TASK GOAL:
Your task is to find every line in the records that holds the string "ReviewPipeline" and copy it.

── MATERIAL FOR THIS TASK ──

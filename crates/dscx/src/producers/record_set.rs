//! 🔁 The record-set producer: one pass over every identifier the listing query returns.
//!
//! 🎬 *[INT. DATABASE. A connection has been open for six hours. It is tired.]*
//! *[somewhere a firewall quietly drops it. nobody tells the connection.]*
//! *[`next()` notices, sighs, and dials again. the pass continues. no row is lost.]*
//!
//! 🧠 Knowledge graph:
//! - State lives in [`IterationState`]: `Unopened` or `Iterating { connection, cursor }`.
//!   The connection and the cursor exist together or not at all.
//! - `has_next()` returning false closes the connection and parks in `Exhausted`.
//!   From there `has_next()` starts a fresh pass, `next()` is refused.
//! - `next()` opens lazily only from `Unopened`, never after an exhausted pass.
//! - Reconnect happens inside `next()` only, at most once per call. 🦆

use std::sync::Arc;
use std::time::Duration;

use async_trait::async_trait;
use tracing::{debug, info, warn};

use crate::app_config::ProducerConfig;
use crate::backends::{
    Connection, ConnectionBackend, ConnectionSource, LIVENESS_PROBE_TIMEOUT, SharedConnection,
};
use crate::common::Value;
use crate::error::{DscError, Result};
use crate::producers::{RecordIdCursor, RecordIdProducer, SourceRecord};

/// 📜 What the pipeline driver asks of a record source.
///
/// # Contract 📜
/// - `has_next` never moves the cursor. Call it as often as you like.
/// - `next` moves the cursor by exactly one, or fails without moving it.
/// - `next` on an exhausted cursor is a `Precondition` error.
/// - `doc_count` is the size of the latest successful listing, `0` before the first one.
/// - `record_by_id` distinguishes "absent" (`Ok(None)`) from "broken" (`Err`).
#[async_trait]
pub trait RecordSetProducer: Send {
    async fn has_next(&mut self) -> Result<bool>;
    async fn next(&mut self) -> Result<SourceRecord>;
    /// 🧹 Abandon the pass: close the connection, drop the cursor. Never fails.
    async fn reset(&mut self);
    fn doc_count(&self) -> usize;
    async fn record_by_id(&mut self, id: &str) -> Result<Option<SourceRecord>>;
}

/// 🚦 Where the pass is at.
#[derive(Debug, Default)]
enum IterationState {
    #[default]
    Unopened,
    Iterating {
        connection: SharedConnection,
        cursor: RecordIdCursor,
    },
    Exhausted,
}

/// 🗄️ [`RecordSetProducer`] over a relational database.
#[derive(Debug)]
pub struct DatabaseRecordSetProducer {
    source: ConnectionSource,
    ids: RecordIdProducer,
    record_by_id_sql: Option<String>,
    probe_timeout: Duration,
    state: IterationState,
    doc_count: usize,
}

impl DatabaseRecordSetProducer {
    pub fn new(source: ConnectionSource, record_sql: impl Into<String>) -> Self {
        Self {
            source,
            ids: RecordIdProducer::new(record_sql),
            record_by_id_sql: None,
            probe_timeout: LIVENESS_PROBE_TIMEOUT,
            state: IterationState::Unopened,
            doc_count: 0,
        }
    }

    /// 🏗️ Producer wired from the `[producer]` config section.
    pub fn from_config(source: ConnectionSource, config: &ProducerConfig) -> Self {
        Self::new(source, config.record_sql.clone())
            .with_record_by_id_sql(config.record_by_id_sql.clone())
    }

    /// 🔎 Configure the by-id lookup. Blank SQL counts as "not configured".
    pub fn with_record_by_id_sql(mut self, sql: impl Into<String>) -> Self {
        let sql = sql.into();
        self.record_by_id_sql = (!sql.trim().is_empty()).then_some(sql);
        self
    }

    pub fn with_probe_timeout(mut self, timeout: Duration) -> Self {
        self.probe_timeout = timeout;
        self
    }

    pub fn connection_source(&self) -> &ConnectionSource {
        &self.source
    }

    /// 🏁 `Unopened | Exhausted → Iterating`: open, list, remember the count. No-op when already iterating.
    async fn materialize(&mut self) -> Result<()> {
        if matches!(self.state, IterationState::Iterating { .. }) {
            return Ok(());
        }
        let connection = self.source.open().await?;
        match self.ids.produce(&connection).await {
            Ok(cursor) => {
                info!("📋 Record listing found {} records", cursor.len());
                self.doc_count = cursor.len();
                self.state = IterationState::Iterating { connection, cursor };
                Ok(())
            }
            Err(e) => {
                self.close_quietly(&connection).await;
                Err(e)
            }
        }
    }

    /// 🏁 `Iterating → Exhausted`: the connection goes away with the cursor.
    async fn finish_pass(&mut self) {
        let finished = std::mem::replace(&mut self.state, IterationState::Exhausted);
        if let IterationState::Iterating { connection, .. } = finished {
            self.close_quietly(&connection).await;
        }
    }

    // 🗑️ Close without raising. Used on paths that are already reporting something else.
    async fn close_quietly(&self, connection: &ConnectionBackend) {
        if let Err(e) = self.source.close(connection).await {
            warn!("⚠️ Ignoring error while closing connection: {e}");
        }
    }
}

#[async_trait]
impl RecordSetProducer for DatabaseRecordSetProducer {
    async fn has_next(&mut self) -> Result<bool> {
        self.materialize().await?;
        let remaining = match &self.state {
            IterationState::Iterating { cursor, .. } => cursor.has_remaining(),
            IterationState::Unopened | IterationState::Exhausted => false,
        };
        if !remaining {
            debug!("🏁 Record set exhausted after {} records", self.doc_count);
            self.finish_pass().await;
        }
        Ok(remaining)
    }

    async fn next(&mut self) -> Result<SourceRecord> {
        match self.state {
            IterationState::Exhausted => {
                return Err(DscError::Precondition(
                    "next() called after has_next() reported the end of the record set".into(),
                ));
            }
            IterationState::Unopened => self.materialize().await?,
            IterationState::Iterating { .. } => {}
        }
        let IterationState::Iterating { cursor, .. } = &self.state else {
            return Err(DscError::Precondition("record set is not iterating".into()));
        };
        if !cursor.has_remaining() {
            self.finish_pass().await;
            return Err(DscError::Precondition(
                "next() called on an exhausted record set, check has_next() first".into(),
            ));
        }
        let IterationState::Iterating { connection, cursor } = &mut self.state else {
            return Err(DscError::Precondition("record set is not iterating".into()));
        };

        if !self.source.is_valid(&**connection, self.probe_timeout).await {
            warn!(
                "🔌 Connection went stale with {} records to go, reconnecting",
                cursor.remaining()
            );
            if let Err(e) = self.source.close(&**connection).await {
                warn!("⚠️ Ignoring error while closing the stale connection: {e}");
            }
            *connection = self.source.open().await?;
        }

        let id = cursor.advance().ok_or_else(|| {
            DscError::Precondition("record cursor ran dry between check and advance".into())
        })?;
        Ok(SourceRecord::shared(id, Arc::clone(connection)))
    }

    async fn reset(&mut self) {
        if let IterationState::Iterating { connection, .. } = std::mem::take(&mut self.state) {
            self.close_quietly(&connection).await;
        }
    }

    fn doc_count(&self) -> usize {
        self.doc_count
    }

    async fn record_by_id(&mut self, id: &str) -> Result<Option<SourceRecord>> {
        let sql = self.record_by_id_sql.as_deref().ok_or_else(|| {
            DscError::Configuration("record_by_id_sql is not configured".into())
        })?;

        let connection = self.source.open().await?;
        match connection.query_first(sql, &[Value::from(id)]).await {
            Ok(Some(row)) => match row.get(0).and_then(Value::as_string) {
                Some(canonical) => {
                    debug!("🔎 Record '{id}' resolved to '{canonical}'");
                    Ok(Some(SourceRecord::exclusive(canonical, connection)))
                }
                None => {
                    debug!("🕳️ Record '{id}' resolved to a NULL identifier, treating it as absent");
                    self.close_quietly(&connection).await;
                    Ok(None)
                }
            },
            Ok(None) => {
                debug!("🕳️ No record for '{id}', it does not exist or is not published");
                self.close_quietly(&connection).await;
                Ok(None)
            }
            Err(e) => {
                self.close_quietly(&connection).await;
                Err(e.for_identifier(id))
            }
        }
    }
}
//! 🔧 App Configuration: the sacred TOML-to-struct pipeline.
//!
//! 📡 "Config not found: We looked everywhere. Under the couch. Behind the fridge.
//! In the junk drawer. Nothing." (every developer at 3am) 🦆
//!
//! 🏗️ Powered by Figment, because manually parsing env vars is a form of
//! self-harm that even the borrow checker wouldn't approve of.
//!
//! ```toml
//! [database.Sqlite]
//! url = "records.db"
//! read_only = true
//!
//! [producer]
//! record_sql = "SELECT id FROM records WHERE published = 1"
//! record_by_id_sql = "SELECT id FROM records WHERE id = ? AND published = 1"
//!
//! [[mappers]]
//! kind = "column"
//! sql = "SELECT id AS ID, title FROM records WHERE id = ?"
//!
//! [sink_config.File]
//! file_name = "documents.ndjson"
//! ```

use std::path::Path;

use anyhow::Context;
use figment::{
    Figment,
    providers::{Env, Format, Toml},
};
use serde::Deserialize;
use tracing::info;

use crate::backends::{
    ConnectorBackend, FileSinkConfig, InMemoryConfig, InMemoryConnector, SqliteConfig,
    SqliteConnector,
};
use crate::mappers::MapperConfig;
use crate::transforms::syslist::DEFAULT_SYSLIST_SQL;

/// 📦 The AppConfig: one struct to rule them all, one struct to find them,
/// one struct to bring them all, and in the Figment bind them.
#[derive(Debug, Deserialize, Clone)]
pub struct AppConfig {
    /// 🗄️ Where the rows live.
    pub database: DatabaseConfig,
    /// 📋 Which rows, and how to find one by id.
    pub producer: ProducerConfig,
    /// 🗺️ How a row becomes a document. Runs in order.
    #[serde(default)]
    pub mappers: Vec<MapperConfig>,
    /// 🕳️ Where documents go.
    pub sink_config: SinkConfig,
    #[serde(default)]
    pub runtime: RuntimeConfig,
}

/// 🗄️ Database backends. One variant per connector.
#[derive(Debug, Deserialize, Clone)]
pub enum DatabaseConfig {
    Sqlite(SqliteConfig),
    InMemory(InMemoryConfig),
}

impl DatabaseConfig {
    /// 🔌 Build the connector this config describes.
    pub fn connector(&self) -> ConnectorBackend {
        match self {
            DatabaseConfig::Sqlite(config) => {
                ConnectorBackend::Sqlite(SqliteConnector::new(config.clone()))
            }
            DatabaseConfig::InMemory(config) => {
                ConnectorBackend::InMemory(InMemoryConnector::new(config.clone()))
            }
        }
    }
}

/// 📋 The queries that drive record production.
#[derive(Debug, Deserialize, Clone)]
pub struct ProducerConfig {
    /// 📜 Identifier listing. No params, first column is the id.
    pub record_sql: String,
    /// 🔎 Single-record lookup. One param, first column is the canonical id. Blank = disabled.
    #[serde(default)]
    pub record_by_id_sql: String,
    /// 🏷️ Document field holding the record id, for going from document back to record.
    #[serde(default = "default_record_id_field")]
    pub record_id_field: String,
    /// 📚 Syslist entry lookup used by syslist mappers.
    #[serde(default = "default_syslist_sql")]
    pub syslist_sql: String,
}

fn default_record_id_field() -> String {
    "ID".to_string()
}

fn default_syslist_sql() -> String {
    DEFAULT_SYSLIST_SQL.to_string()
}

/// 🕳️ Sink backends.
#[derive(Debug, Deserialize, Clone)]
pub enum SinkConfig {
    File(FileSinkConfig),
    /// 🧪 Keep documents in memory. Dry runs and tests.
    InMemory,
}

/// ⚙️ Knobs for the pipeline itself.
#[derive(Debug, Deserialize, Clone)]
pub struct RuntimeConfig {
    /// 📬 How many mapped documents may wait between source and sink.
    #[serde(default = "default_queue_capacity", alias = "channel_size")]
    pub queue_capacity: usize,
    /// 📊 Draw the progress bar.
    #[serde(default = "default_show_progress")]
    pub show_progress: bool,
}

fn default_queue_capacity() -> usize {
    10
}

fn default_show_progress() -> bool {
    true
}

impl Default for RuntimeConfig {
    fn default() -> Self {
        Self {
            queue_capacity: default_queue_capacity(),
            show_progress: default_show_progress(),
        }
    }
}

/// 🚀 Load the config from a file, from env vars, or from the sheer power of hoping.
///
/// 🔧 Merges environment variables (DSCX_*) with an optional TOML file.
///   - `config_file_name` is None → env vars only. No file. No assumptions.
///   - `config_file_name` is Some → env vars + TOML file, merged. TOML wins on conflicts.
///
/// 💀 Returns an error if config is unparseable. The message says which source was read.
pub fn load_config(config_file_name: Option<&Path>) -> anyhow::Result<AppConfig> {
    info!(
        "🔧 Loading configuration: {:#?}",
        config_file_name.unwrap_or(Path::new(""))
    );

    // 🏗️ Env vars are the base layer. Nested keys use a double underscore: DSCX_PRODUCER__RECORD_SQL.
    let config = Figment::new().merge(Env::prefixed("DSCX_").split("__"));

    let config = match config_file_name {
        Some(file_name) => config.merge(Toml::file(file_name)),
        None => config,
    };

    let context_msg = match config_file_name {
        Some(path) => format!(
            "💀 Failed to parse configuration from file '{}' and environment variables (DSCX_*). \
             The file exists in our hearts, but apparently not on disk.",
            path.display()
        ),
        None => "💀 Failed to parse configuration from environment variables (DSCX_*). \
                 No file was provided, this one's all on the environment. Classic."
            .to_string(),
    };

    config.extract().context(context_msg)
}

#[cfg(test)]
mod tests {
    use super::*;
    use std::fs;

    fn write_test_config(dir: &tempfile::TempDir, contents: &str) -> std::path::PathBuf {
        let path = dir.path().join("dscx.toml");
        // 🧪 We write a real file here because Figment wants TOML from disk, like it's method acting.
        fs::write(&path, contents)
            .expect("💀 Failed to write test config. The filesystem said 'new phone who dis'.");
        path
    }

    #[test]
    fn the_one_where_a_sqlite_pass_is_fully_described() {
        let dir = tempfile::tempdir().unwrap();
        let config_path = write_test_config(
            &dir,
            r#"
            [database.Sqlite]
            url = "records.db"
            read_only = true

            [producer]
            record_sql = "SELECT id FROM records"
            record_by_id_sql = "SELECT id FROM records WHERE id = ?"

            [[mappers]]
            kind = "column"
            sql = "SELECT * FROM records WHERE id = ?"

            [sink_config.File]
            file_name = "out.ndjson"

            [runtime]
            queue_capacity = 8
            "#,
        );

        let app_config = load_config(Some(config_path.as_path()))
            .expect("💀 Config should parse. The schema drift goblin does not get this win.");

        match &app_config.database {
            DatabaseConfig::Sqlite(sqlite) => {
                assert_eq!(sqlite.url, "records.db");
                assert!(sqlite.read_only);
                assert_eq!(sqlite.busy_timeout_ms, 5000);
            }
            honestly_who_knows => panic!(
                "💀 Expected a Sqlite database config, serde took us to {honestly_who_knows:?}."
            ),
        }
        assert_eq!(app_config.producer.record_id_field, "ID");
        assert_eq!(app_config.producer.syslist_sql, DEFAULT_SYSLIST_SQL);
        assert_eq!(app_config.mappers.len(), 1);
        assert_eq!(app_config.runtime.queue_capacity, 8);
        assert!(app_config.runtime.show_progress);
        assert!(matches!(app_config.sink_config, SinkConfig::File(ref f) if f.file_name == "out.ndjson"));
        assert!(matches!(app_config.database.connector(), ConnectorBackend::Sqlite(_)));
    }

    #[test]
    fn the_one_where_runtime_defaults_show_up_uninvited_but_helpful() {
        let dir = tempfile::tempdir().unwrap();
        let config_path = write_test_config(
            &dir,
            r#"
            sink_config = "InMemory"

            [database.InMemory]
            liveness_probe = false

            [database.InMemory.queries."SELECT id FROM records"]
            columns = ["id"]
            rows = [["a"], ["b"]]

            [producer]
            record_sql = "SELECT id FROM records"

            [runtime]
            channel_size = 3
            "#,
        );

        let app_config: AppConfig = Figment::new()
            .merge(Toml::file(config_path.as_path()))
            .extract()
            .expect("💀 Defaults should fill the gaps. Serde left us on read otherwise.");

        assert_eq!(app_config.runtime.queue_capacity, 3);
        assert!(app_config.mappers.is_empty());
        assert!(app_config.producer.record_by_id_sql.is_empty());
        assert!(matches!(app_config.sink_config, SinkConfig::InMemory));
        let DatabaseConfig::InMemory(in_mem) = &app_config.database else {
            panic!("💀 Expected the in-memory database");
        };
        assert!(!in_mem.liveness_probe);
        assert_eq!(in_mem.queries["SELECT id FROM records"].rows.len(), 2);
    }

    #[test]
    fn the_one_where_the_producer_section_went_missing() {
        let dir = tempfile::tempdir().unwrap();
        let config_path = write_test_config(
            &dir,
            r#"
            sink_config = "InMemory"

            [database.Sqlite]
            url = "records.db"
            "#,
        );

        let err = load_config(Some(config_path.as_path())).unwrap_err();
        assert!(format!("{err:#}").contains("producer"), "{err:#}");
    }
}
use async_trait::async_trait;
use tracing::trace;

use crate::common::Value;
use crate::documents::DocumentSink;
use crate::error::{DscError, Result};
use crate::mappers::{MappingContext, RecordMapper};
use crate::producers::SourceRecord;

/// 📋 Copies every column of one row into a like-named stored + analyzed field.
///
/// The query takes one parameter, the record id. First row wins: extra rows are
/// ignored without a word, which is how it always worked and how callers expect it
/// to keep working. Zero rows is a [`DscError::NoRow`], never an empty document.
#[derive(Debug, Clone)]
pub struct ColumnMapper {
    sql: String,
}

impl ColumnMapper {
    pub fn new(sql: impl Into<String>) -> Self {
        Self { sql: sql.into() }
    }
}

#[async_trait]
impl RecordMapper for ColumnMapper {
    async fn map(
        &self,
        record: &SourceRecord,
        document: &mut dyn DocumentSink,
        _context: &mut MappingContext,
    ) -> Result<()> {
        let row = record
            .query_first(&self.sql, &[Value::from(record.id())])
            .await?
            .ok_or_else(|| DscError::NoRow {
                identifier: record.id().to_string(),
                sql: self.sql.clone(),
            })?;

        for (column, value) in row.iter() {
            // 🕳️ NULL has no string form, so it has no field either
            if let Some(text) = value.as_string() {
                trace!("📋 {column} = {text}");
                document.add(column, &text);
            }
        }
        Ok(())
    }
}
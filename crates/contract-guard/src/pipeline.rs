//! Three-stage contract review.
//!
//! ```text
//! TextSource → Analyst.ask → Compliance.ask ─┬─ "VIOLATION" → Negotiator.ask → OutputSink
//!                                            └─ otherwise   → done
//! ```
//!
//! Every stage always yields text: extraction failures and completion
//! failures arrive as diagnostic strings and flow on like ordinary answers.

use std::path::Path;

use serde::Serialize;
use tracing::{error, info, warn};

use crate::agents::session::SessionAgent;
use crate::extract::{extract_or_diagnostic, TextSource};
use crate::presenter::Presenter;
use crate::prompts;
use crate::sink::OutputSink;

/// Token whose presence in the audit report triggers negotiation.
pub const VIOLATION_TOKEN: &str = "VIOLATION";

/// Case-insensitive check for [`VIOLATION_TOKEN`] in an audit report.
pub fn detect_violation(audit_report: &str) -> bool {
    audit_report.to_uppercase().contains(VIOLATION_TOKEN)
}

/// The three personas of one run. Each owns its own session.
#[derive(Debug)]
pub struct ReviewAgents {
    pub analyst: SessionAgent,
    pub compliance: SessionAgent,
    pub negotiator: SessionAgent,
}

/// Outcome of one review run.
///
/// `negotiation_draft` is `Some` exactly when `violation_detected` is true.
#[derive(Debug, Clone, PartialEq, Eq, Serialize)]
pub struct PipelineResult {
    pub extracted_clauses: String,
    pub audit_report: String,
    pub violation_detected: bool,
    pub negotiation_draft: Option<String>,
}

impl PipelineResult {
    pub fn is_approved(&self) -> bool {
        !self.violation_detected
    }
}

pub struct ReviewPipeline {
    source: Box<dyn TextSource>,
    agents: ReviewAgents,
    sink: Box<dyn OutputSink>,
    presenter: Box<dyn Presenter>,
}

impl ReviewPipeline {
    pub fn new(
        source: Box<dyn TextSource>,
        agents: ReviewAgents,
        sink: Box<dyn OutputSink>,
        presenter: Box<dyn Presenter>,
    ) -> Self {
        Self {
            source,
            agents,
            sink,
            presenter,
        }
    }

    pub fn agents(&self) -> &ReviewAgents {
        &self.agents
    }

    /// Review the contract at `contract`. Never aborts part-way.
    pub async fn run(&mut self, contract: &Path) -> PipelineResult {
        info!(path = %contract.display(), "processing contract");
        let raw_text = extract_or_diagnostic(self.source.as_ref(), contract);

        let extracted_clauses = self
            .agents
            .analyst
            .ask(&prompts::extraction_prompt(&raw_text))
            .await;
        self.presenter.render("Analyst Report", &extracted_clauses);

        let audit_report = self
            .agents
            .compliance
            .ask(&prompts::audit_prompt(&extracted_clauses))
            .await;
        self.presenter.render("Compliance Audit", &audit_report);

        let violation_detected = detect_violation(&audit_report);
        let negotiation_draft = if violation_detected {
            warn!("violations detected, starting negotiation");
            let draft = self
                .agents
                .negotiator
                .ask(&prompts::negotiation_prompt(&audit_report))
                .await;
            self.presenter.render("Negotiation Package", &draft);
            if let Err(e) = self.sink.write_draft(&draft) {
                error!(error = %e, "failed to persist negotiation draft");
            }
            Some(draft)
        } else {
            info!("contract approved");
            None
        };

        PipelineResult {
            extracted_clauses,
            audit_report,
            violation_detected,
            negotiation_draft,
        }
    }
}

───

SOLUTION FOR THIS TASK:
pub struct ReviewPipeline {
impl ReviewPipeline {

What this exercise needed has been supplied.